Porra, como eu tava puto.

Quem repetia para que Christophe abaixasse a arma era Gregory. E ele o fez. Muito lentamente, os olhos reluzindo a ameaça pro desgraçado. E ele não devia ter abaixado. Parte dele sabia disso. Porque nós estávamos expostos demais, porque o filho da puta havia gritado para quem quisesse ouvir que nós éramos traidores, que eu era um traidor, e tudo que veio em seguida aconteceu muito rápido.

Houve um tiro. Stan e Cartman me soltaram. E eu me escorei contra a parede de tijolos, minha mão ensanguentada manchando a superfície, olhando para os lados para entender o que acontecia, mas não houve tempo. Havia muito sangue escorrendo pelo meu rosto, cobrindo meus olhos, eu não conseguia enxergar porra nenhuma direito. Mas eu senti o cheiro familiar de cigarro mesclado ao cheiro da pele de Christophe, eu sabia exatamente quem era quando ele passou um braço por cima dos meus ombros e me cobriu com seu corpo que parecia tão, tão grande. E ele me puxava, sussurrando baixo em meu ouvido:

-Corre.

Não era como se eu tivesse escolha, ele abraçou meu corpo de um jeito e me carregou com ele, sabendo que eu não tinha a mínima ideia de que porra acontecia ao meu redor. Eu queria perguntar sobre Stan, sobre os outros, mas todas essas coisas se passavam pela minha cabeça em segundo plano. Eu corria, sabe-se lá de quê, mas corria. Minhas pernas entendiam que era uma questão de vida ou morte àquele ponto, já estavam acostumadas a esse tipo de caçada. Eu escondia o rosto ensanguentado contra o peito dele e apertava os olhos, ouvindo outros disparos ecoando pelos céus. Ele estava literalmente me protegendo com o corpo dele, e eu odiava isso, mas estava assustado demais para fazer qualquer coisa que não fosse obedecê-lo.

Não sei ao certo durante quanto tempo nós corremos, não pode ter sido mais do que cinco ou dez minutos, e logo, os sons ensurdecedores de disparos ficaram para trás. Eu ainda ouvia passos próximos da gente, mas não sabia dizer se eram dos nossos amigos ou se estavam nos perseguindo. Ouve um momento em que Christophe chegou a cobrir minha orelha com a mão, melando toda a sua palma com o meu sangue. Comecei a sentir pingos de chuva. Eu olhava para o chão, minha visão turva identificava nossos sapatos correndo pelo asfalto, enxergando os pingos da chuva escurecendo a cor sob nossos pés, raios de luz dos postes passando em alta velocidade conforme nós corríamos.

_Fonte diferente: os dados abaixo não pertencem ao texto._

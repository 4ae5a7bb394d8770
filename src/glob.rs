//! Wrapper around globset's Glob type that couples Glob and GlobMatcher
//! into a single value that can round-trip through serde as the
//! original pattern string.

use std::{
    fmt,
    path::{Path, PathBuf},
};

use globset::{Glob as InnerGlob, GlobMatcher};
use serde::{de::Error as _, Deserialize, Deserializer, Serialize, Serializer};

pub use globset::Error;

#[derive(Debug, Clone)]
pub struct Glob {
    inner: InnerGlob,
    matcher: GlobMatcher,
}

impl Glob {
    pub fn new(glob: &str) -> Result<Self, Error> {
        let inner = InnerGlob::new(glob)?;
        let matcher = inner.compile_matcher();

        Ok(Glob { inner, matcher })
    }

    pub fn is_match<P: AsRef<Path>>(&self, path: P) -> bool {
        self.matcher.is_match(path)
    }

    /// The longest leading portion of the pattern that contains no glob
    /// syntax. Frame discovery starts walking the filesystem from here
    /// instead of from the config root.
    pub fn get_prefix(&self) -> PathBuf {
        get_non_pattern_prefix(Path::new(self.inner.glob()))
    }
}

impl PartialEq for Glob {
    fn eq(&self, other: &Self) -> bool {
        self.inner == other.inner
    }
}

impl Eq for Glob {}

impl Serialize for Glob {
    fn serialize<S: Serializer>(&self, serializer: S) -> Result<S::Ok, S::Error> {
        serializer.serialize_str(self.inner.glob())
    }
}

impl<'de> Deserialize<'de> for Glob {
    fn deserialize<D: Deserializer<'de>>(deserializer: D) -> Result<Self, D::Error> {
        let glob = <&str as Deserialize>::deserialize(deserializer)?;

        Glob::new(glob).map_err(D::Error::custom)
    }
}

impl fmt::Display for Glob {
    fn fmt(&self, f: &mut fmt::Formatter) -> fmt::Result {
        self.inner.fmt(f)
    }
}

// Characters that can indicate glob pattern syntax. Treating escape
// sequences like `[*]` as syntax gives false positives, but those only
// make the walk start higher up than strictly necessary.
const GLOB_PATTERN_CHARACTERS: &str = "*?{}[]";

fn get_non_pattern_prefix(glob_path: &Path) -> PathBuf {
    let mut prefix = PathBuf::new();

    for component in glob_path.iter() {
        let component_str = component.to_str().unwrap();

        if GLOB_PATTERN_CHARACTERS
            .chars()
            .any(|special_char| component_str.contains(special_char))
        {
            break;
        }

        prefix.push(component);
    }

    prefix
}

Ele me puxou pela calçada e aliviou o aperto em torno do meu corpo, mas seu braço ainda me ajudava a ficar de pé quando ele diminuiu a velocidade. Eu sentia outras presenças ao nosso redor, também parando aos poucos. Quando ergui a cabeça, enxerguei um caixa eletrônico destruído, antes de qualquer outra coisa. A lua aparecia gigantesca no céu, o brilho verde banhando nossas cabeças, mas um tanto ofuscada pelas luzes neon das placas distribuídas pela rua comercial, quase todas as lojas fechadas. Havia uma drogaria na esquina com as luzes acesas. Eu enxerguei um prédio abandonado. Christophe arrancou o casaco depressa, enrolou-o no próprio punho e socou um vidro que já estava quebrado para que nós tivéssemos espaço suficiente para passar. Henrietta estava bem ao seu lado. Olhei em volta, tentando conter o desespero antes que ele fosse necessário, mas então eu me dei conta do que realmente havia acontecido.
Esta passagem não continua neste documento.